Have you ever heard the sound of a heart breaking? Do you remember what it sounds like?
Scholar David Lose asks these questions in a sermon on this same text. And, with Lose, I think we can hear the sound of a heart breaking in today's gospel reading. It might be hard to detect at first; but if you listen closely, you can actually hear a human heart first tremble under the stress of an uncertain future and then actually fracture amid severe disappointment and shame.

This all happens just outside of Caesarea Philippi, a village 25 miles north of the Sea of Galilee. In the verses just preceding today’s Gospel lesson, beginning with verse 27, Jesus is walking with his disciples when he asks them what the people are saying about him. It is an interesting question, because by this time in Mark's story the disciples have been with Jesus for some time and have seen him cure the sick and lame, cast out demons, feed literally thousands of people, and even restore life to a young girl. Thus, Jesus’ question is not surprising. Jesus asks his disciples what people are saying about him. And the disciples do not disappoint, reporting that the crowds indeed recognize that Jesus is clearly a prophet, a holy man of God.

Then Jesus gets to what seems to be his real question, asking the disciples themselves, directly, "But who do you say that I am?" And, again, the disciples come through, one disciple in particular, as Peter declares that Jesus is not just a prophet but is actually the long-awaited Messiah, the one anointed by God to save all of Israel.

Now we will never know whether that confession had been brewing in Peter for some time and only needed Jesus' question to bring it forth or whether it came to him in the flash of divinely guided insight. But it is not hard to imagine that making that confession had to be one of the best moments in Peter's life. For there is something indescribably wonderful about recognizing and participating in a truth bigger than yourself, about naming truth in a way that somehow makes it more true in your own experience. It's like saying "I love you" for the first time to a beloved and in saying it realizing just how true it is, even truer than it was just a moment before. That's what happens with Peter just outside of Caesarea Philippi, as with that confession his heart, brimming over with insight and faith, begins to sing.
And then, in today’s Gospel text which happened just moments later, Peter’s heart breaks.
Okay, it is easy to imagine Peter’s heart breaking with Jesus’ rebuke, "Get behind me, Satan! You are setting your mind not on divine things but on human things." Who, after all, could endure such words from the Lord?

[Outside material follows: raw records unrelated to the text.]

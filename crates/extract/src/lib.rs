//! The extraction pipeline: page relevance scanning, high-resolution row
//! extraction, and the orchestrator tying them to the PDF toolkit and the
//! vision oracle.

pub mod extract;
pub mod pipeline;
pub mod prompts;
pub mod select;

pub use extract::read_movements;
pub use pipeline::{PipelineError, StatementPipeline, StatementReport};
pub use select::{find_table_pages, ChunkFailure, PageScan};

But that is not when Peter’s heart breaks. I suspect it happened just a moment earlier. Let's listen carefully to Mark's story once again from those verses right before today’s Gospel lesson:
Jesus asked them, "But who do you say that I am?" Peter answered him, "You are the Messiah." And Jesus sternly ordered them not to tell anyone about him.

Then in today’s Gospel text, Jesus began to teach them that the Son of Man must undergo great suffering, and be rejected by the elders, the chief priests, and the scribes, and be killed, and after three days rise again. He said all this quite openly.

There - did you hear it? First it's faint, just a little heart tremor – Peter has made a great confession that Jesus is the long-awaited Messiah. And how does Jesus respond? Does he smile and congratulate Peter and tell him that yes, indeed, he is the long-awaited Messiah? No, Jesusneither affirms or congratulates Peter. Instead, Jesus sternly orders the disciples not to tell anyone. Well, that is strange, isn’t it? This is the greatest news in the world and Jesus does not want his disciples to share it with anyone? We can just imagine Peter and the disciples thinking, “Are you kidding, Jesus?”
Then the heart tremor gets more painful, as Jesus' words etch tiny fissures into the depths of Peter's heart and hopes, fissures that spread like cracks in a windshield. "Then he began to teach them that the Son of Man must undergo great suffering" – heart break - "and be rejected by the elders" – heart break - "the chief priests" - heart break - "and the scribes" - heart break - until at last comes the final blow, "and be killed.” And there it goes, Peter's heart has now been fractured into a thousand shards of disappointment. And so disappointed is Peter that he probably misses Jesus' final promise, that Jesus will “be raised on the third day."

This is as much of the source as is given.